Goal of the exercise - Go over the data and copy out each line with "only" in it.

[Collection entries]
************

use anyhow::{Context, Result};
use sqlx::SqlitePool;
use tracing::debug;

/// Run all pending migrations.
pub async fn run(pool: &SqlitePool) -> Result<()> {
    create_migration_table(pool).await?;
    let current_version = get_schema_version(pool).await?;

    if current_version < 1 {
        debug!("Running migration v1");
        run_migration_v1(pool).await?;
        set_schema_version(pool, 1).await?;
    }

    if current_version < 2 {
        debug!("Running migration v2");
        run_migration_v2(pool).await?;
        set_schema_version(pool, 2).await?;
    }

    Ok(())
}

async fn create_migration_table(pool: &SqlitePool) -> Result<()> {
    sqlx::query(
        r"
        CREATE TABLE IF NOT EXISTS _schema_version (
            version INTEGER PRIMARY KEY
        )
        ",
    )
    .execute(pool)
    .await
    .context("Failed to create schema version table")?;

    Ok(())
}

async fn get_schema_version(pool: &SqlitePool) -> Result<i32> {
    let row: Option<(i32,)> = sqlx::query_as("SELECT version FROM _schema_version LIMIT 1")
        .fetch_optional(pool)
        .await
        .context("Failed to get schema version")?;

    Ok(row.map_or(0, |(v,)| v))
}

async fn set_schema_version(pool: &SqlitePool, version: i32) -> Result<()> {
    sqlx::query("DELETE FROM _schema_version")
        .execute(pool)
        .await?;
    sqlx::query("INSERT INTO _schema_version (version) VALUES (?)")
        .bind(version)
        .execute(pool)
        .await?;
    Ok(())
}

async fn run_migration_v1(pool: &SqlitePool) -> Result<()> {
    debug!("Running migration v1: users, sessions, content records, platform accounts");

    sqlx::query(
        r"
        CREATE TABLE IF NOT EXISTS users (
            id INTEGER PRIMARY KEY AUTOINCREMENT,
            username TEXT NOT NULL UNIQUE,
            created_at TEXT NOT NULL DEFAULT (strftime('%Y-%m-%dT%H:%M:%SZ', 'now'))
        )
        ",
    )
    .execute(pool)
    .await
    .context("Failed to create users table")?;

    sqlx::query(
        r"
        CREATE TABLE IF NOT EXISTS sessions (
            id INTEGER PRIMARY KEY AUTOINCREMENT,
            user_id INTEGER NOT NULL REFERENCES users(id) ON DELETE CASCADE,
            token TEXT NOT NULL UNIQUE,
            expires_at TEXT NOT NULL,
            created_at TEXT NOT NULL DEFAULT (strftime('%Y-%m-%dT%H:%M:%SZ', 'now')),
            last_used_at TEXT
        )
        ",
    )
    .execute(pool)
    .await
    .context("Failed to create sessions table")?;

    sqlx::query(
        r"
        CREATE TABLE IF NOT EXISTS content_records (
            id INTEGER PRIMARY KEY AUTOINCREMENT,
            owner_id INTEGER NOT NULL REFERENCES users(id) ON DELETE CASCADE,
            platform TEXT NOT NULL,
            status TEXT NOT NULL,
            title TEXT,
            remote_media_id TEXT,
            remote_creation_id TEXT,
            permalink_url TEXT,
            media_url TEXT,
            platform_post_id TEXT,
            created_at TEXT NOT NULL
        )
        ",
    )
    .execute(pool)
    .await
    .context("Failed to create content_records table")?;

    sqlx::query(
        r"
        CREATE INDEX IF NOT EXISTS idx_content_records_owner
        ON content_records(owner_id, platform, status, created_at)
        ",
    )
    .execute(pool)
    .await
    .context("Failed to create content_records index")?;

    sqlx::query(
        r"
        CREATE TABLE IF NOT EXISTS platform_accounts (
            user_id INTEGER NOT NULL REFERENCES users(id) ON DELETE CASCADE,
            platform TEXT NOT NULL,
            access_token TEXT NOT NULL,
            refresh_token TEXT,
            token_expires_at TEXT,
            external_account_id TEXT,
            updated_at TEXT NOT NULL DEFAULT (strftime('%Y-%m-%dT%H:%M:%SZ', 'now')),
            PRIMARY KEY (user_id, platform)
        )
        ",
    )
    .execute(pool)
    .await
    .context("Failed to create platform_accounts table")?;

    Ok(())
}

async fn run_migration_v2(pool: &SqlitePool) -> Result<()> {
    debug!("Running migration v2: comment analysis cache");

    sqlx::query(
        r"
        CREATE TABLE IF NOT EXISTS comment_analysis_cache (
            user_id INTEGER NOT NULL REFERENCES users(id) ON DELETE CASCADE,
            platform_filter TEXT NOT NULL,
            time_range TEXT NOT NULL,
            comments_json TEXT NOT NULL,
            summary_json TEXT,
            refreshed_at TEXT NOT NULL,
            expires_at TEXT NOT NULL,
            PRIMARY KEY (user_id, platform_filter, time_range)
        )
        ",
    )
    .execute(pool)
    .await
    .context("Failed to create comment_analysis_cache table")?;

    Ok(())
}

************

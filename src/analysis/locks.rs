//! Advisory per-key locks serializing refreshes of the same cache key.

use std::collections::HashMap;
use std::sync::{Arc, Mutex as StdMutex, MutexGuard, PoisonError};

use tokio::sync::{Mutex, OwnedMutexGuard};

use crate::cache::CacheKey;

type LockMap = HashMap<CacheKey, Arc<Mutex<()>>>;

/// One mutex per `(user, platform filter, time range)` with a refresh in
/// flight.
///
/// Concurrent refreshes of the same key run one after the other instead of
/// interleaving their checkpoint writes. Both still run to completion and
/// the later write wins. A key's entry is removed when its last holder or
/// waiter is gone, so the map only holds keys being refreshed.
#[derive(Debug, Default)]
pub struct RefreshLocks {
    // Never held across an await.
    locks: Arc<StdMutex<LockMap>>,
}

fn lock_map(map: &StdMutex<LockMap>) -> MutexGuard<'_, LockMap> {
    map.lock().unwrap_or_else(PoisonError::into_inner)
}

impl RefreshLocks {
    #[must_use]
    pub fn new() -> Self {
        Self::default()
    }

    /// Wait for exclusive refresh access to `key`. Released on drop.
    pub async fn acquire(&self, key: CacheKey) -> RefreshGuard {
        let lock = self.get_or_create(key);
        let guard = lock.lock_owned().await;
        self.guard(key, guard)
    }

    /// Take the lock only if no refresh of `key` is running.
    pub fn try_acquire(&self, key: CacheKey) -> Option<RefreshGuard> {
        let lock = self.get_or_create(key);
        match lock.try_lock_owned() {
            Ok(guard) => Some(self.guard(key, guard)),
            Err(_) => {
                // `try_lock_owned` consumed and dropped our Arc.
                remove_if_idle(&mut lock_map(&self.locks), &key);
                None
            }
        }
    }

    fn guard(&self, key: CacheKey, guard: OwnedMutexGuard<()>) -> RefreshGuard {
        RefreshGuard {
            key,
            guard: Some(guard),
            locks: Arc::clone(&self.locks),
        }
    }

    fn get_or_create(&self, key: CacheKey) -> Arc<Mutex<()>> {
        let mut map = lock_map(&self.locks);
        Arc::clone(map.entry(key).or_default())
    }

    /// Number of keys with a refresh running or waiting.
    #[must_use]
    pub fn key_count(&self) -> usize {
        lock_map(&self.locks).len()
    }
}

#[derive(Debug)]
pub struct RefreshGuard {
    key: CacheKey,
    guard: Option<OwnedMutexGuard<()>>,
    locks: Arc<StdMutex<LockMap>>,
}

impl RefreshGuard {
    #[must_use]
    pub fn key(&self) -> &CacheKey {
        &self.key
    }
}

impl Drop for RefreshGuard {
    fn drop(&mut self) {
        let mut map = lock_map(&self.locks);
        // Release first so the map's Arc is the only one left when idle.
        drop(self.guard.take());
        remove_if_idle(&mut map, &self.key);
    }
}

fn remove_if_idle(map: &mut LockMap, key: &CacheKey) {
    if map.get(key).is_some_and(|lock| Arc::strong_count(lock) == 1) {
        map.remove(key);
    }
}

************

Exercise output -
/// waiter is gone, so the map only holds keys being refreshed.
    /// Take the lock only if no refresh of `key` is running.
        // Release first so the map's Arc is the only one left when idle.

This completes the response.